TASK REQUIREMENTS:
A complete and exact copy of the data below is the task.

(Collected data entries)
::::::

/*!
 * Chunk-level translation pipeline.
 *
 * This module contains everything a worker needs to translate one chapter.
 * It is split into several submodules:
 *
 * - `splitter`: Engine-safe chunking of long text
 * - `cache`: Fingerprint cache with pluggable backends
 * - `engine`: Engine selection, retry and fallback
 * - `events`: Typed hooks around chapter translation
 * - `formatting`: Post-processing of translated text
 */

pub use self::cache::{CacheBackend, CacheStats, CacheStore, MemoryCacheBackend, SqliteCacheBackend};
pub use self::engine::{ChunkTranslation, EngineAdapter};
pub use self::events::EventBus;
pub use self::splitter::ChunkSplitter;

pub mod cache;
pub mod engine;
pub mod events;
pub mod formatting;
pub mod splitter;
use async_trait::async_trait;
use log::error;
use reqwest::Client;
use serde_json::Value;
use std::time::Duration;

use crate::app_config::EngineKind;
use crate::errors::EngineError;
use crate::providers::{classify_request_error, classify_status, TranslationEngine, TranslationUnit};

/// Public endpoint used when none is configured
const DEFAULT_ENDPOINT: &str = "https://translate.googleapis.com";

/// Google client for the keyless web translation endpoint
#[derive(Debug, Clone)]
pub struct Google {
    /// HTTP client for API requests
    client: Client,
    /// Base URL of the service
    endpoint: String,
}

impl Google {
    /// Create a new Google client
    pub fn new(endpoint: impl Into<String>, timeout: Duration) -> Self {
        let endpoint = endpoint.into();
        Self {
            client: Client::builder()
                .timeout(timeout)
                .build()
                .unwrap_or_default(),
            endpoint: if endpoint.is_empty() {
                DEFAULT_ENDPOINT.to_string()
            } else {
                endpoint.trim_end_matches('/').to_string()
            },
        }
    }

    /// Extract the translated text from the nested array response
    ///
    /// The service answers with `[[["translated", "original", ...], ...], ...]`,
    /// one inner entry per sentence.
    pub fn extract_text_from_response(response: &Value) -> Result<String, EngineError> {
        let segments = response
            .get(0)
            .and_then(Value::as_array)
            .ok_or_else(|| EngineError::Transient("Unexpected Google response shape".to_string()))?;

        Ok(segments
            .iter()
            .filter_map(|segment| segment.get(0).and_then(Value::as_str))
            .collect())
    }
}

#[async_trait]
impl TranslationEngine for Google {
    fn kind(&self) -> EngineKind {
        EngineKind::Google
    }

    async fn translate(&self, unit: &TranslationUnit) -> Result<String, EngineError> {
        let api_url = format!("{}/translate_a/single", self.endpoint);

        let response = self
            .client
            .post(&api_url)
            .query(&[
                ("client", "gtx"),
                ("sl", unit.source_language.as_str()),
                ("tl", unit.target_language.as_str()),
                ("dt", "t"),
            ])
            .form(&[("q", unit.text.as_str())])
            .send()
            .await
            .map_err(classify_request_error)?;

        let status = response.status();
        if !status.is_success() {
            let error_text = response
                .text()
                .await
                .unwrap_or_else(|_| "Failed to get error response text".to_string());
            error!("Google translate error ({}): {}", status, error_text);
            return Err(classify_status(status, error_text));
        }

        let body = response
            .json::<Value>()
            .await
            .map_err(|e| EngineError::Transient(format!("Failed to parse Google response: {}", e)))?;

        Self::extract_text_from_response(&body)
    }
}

::::::

FINISHED EXERCISE:
/*!
 * Chunk-level translation pipeline.
 *
 * This module contains everything a worker needs to translate one chapter.
 * It is split into several submodules:
 *
 * - `splitter`: Engine-safe chunking of long text
 * - `cache`: Fingerprint cache with pluggable backends
 * - `engine`: Engine selection, retry and fallback
 * - `events`: Typed hooks around chapter translation
 * - `formatting`: Post-processing of translated text
 */

pub use self::cache::{CacheBackend, CacheStats, CacheStore, MemoryCacheBackend, SqliteCacheBackend};
pub use self::engine::{ChunkTranslation, EngineAdapter};
pub use self::events::EventBus;
pub use self::splitter::ChunkSplitter;

pub mod cache;
pub mod engine;
pub mod events;
pub mod formatting;
pub mod splitter;
use async_trait::async_trait;
use log::error;
use reqwest::Client;
use serde_json::Value;
use std::time::Duration;

use crate::app_config::EngineKind;
use crate::errors::EngineError;
use crate::providers::{classify_request_error, classify_status, TranslationEngine, TranslationUnit};

/// Public endpoint used when none is configured
const DEFAULT_ENDPOINT: &str = "https://translate.googleapis.com";

/// Google client for the keyless web translation endpoint
#[derive(Debug, Clone)]
pub struct Google {
    /// HTTP client for API requests
    client: Client,
    /// Base URL of the service
    endpoint: String,
}

impl Google {
    /// Create a new Google client
    pub fn new(endpoint: impl Into<String>, timeout: Duration) -> Self {
        let endpoint = endpoint.into();
        Self {
            client: Client::builder()
                .timeout(timeout)
                .build()
                .unwrap_or_default(),
            endpoint: if endpoint.is_empty() {
                DEFAULT_ENDPOINT.to_string()
            } else {
                endpoint.trim_end_matches('/').to_string()
            },
        }
    }

    /// Extract the translated text from the nested array response
    ///
    /// The service answers with `[[["translated", "original", ...], ...], ...]`,
    /// one inner entry per sentence.
    pub fn extract_text_from_response(response: &Value) -> Result<String, EngineError> {
        let segments = response
            .get(0)
            .and_then(Value::as_array)
            .ok_or_else(|| EngineError::Transient("Unexpected Google response shape".to_string()))?;

        Ok(segments
            .iter()
            .filter_map(|segment| segment.get(0).and_then(Value::as_str))
            .collect())
    }
}

#[async_trait]
impl TranslationEngine for Google {
    fn kind(&self) -> EngineKind {
        EngineKind::Google
    }

    async fn translate(&self, unit: &TranslationUnit) -> Result<String, EngineError> {
        let api_url = format!("{}/translate_a/single", self.endpoint);

        let response = self
            .client
            .post(&api_url)
            .query(&[
                ("client", "gtx"),
                ("sl", unit.source_language.as_str()),
                ("tl", unit.target_language.as_str()),
                ("dt", "t"),
            ])
            .form(&[("q", unit.text.as_str())])
            .send()
            .await
            .map_err(classify_request_error)?;

        let status = response.status();
        if !status.is_success() {
            let error_text = response
                .text()
                .await
                .unwrap_or_else(|_| "Failed to get error response text".to_string());
            error!("Google translate error ({}): {}", status, error_text);
            return Err(classify_status(status, error_text));
        }

        let body = response
            .json::<Value>()
            .await
            .map_err(|e| EngineError::Transient(format!("Failed to parse Google response: {}", e)))?;

        Self::extract_text_from_response(&body)
    }
}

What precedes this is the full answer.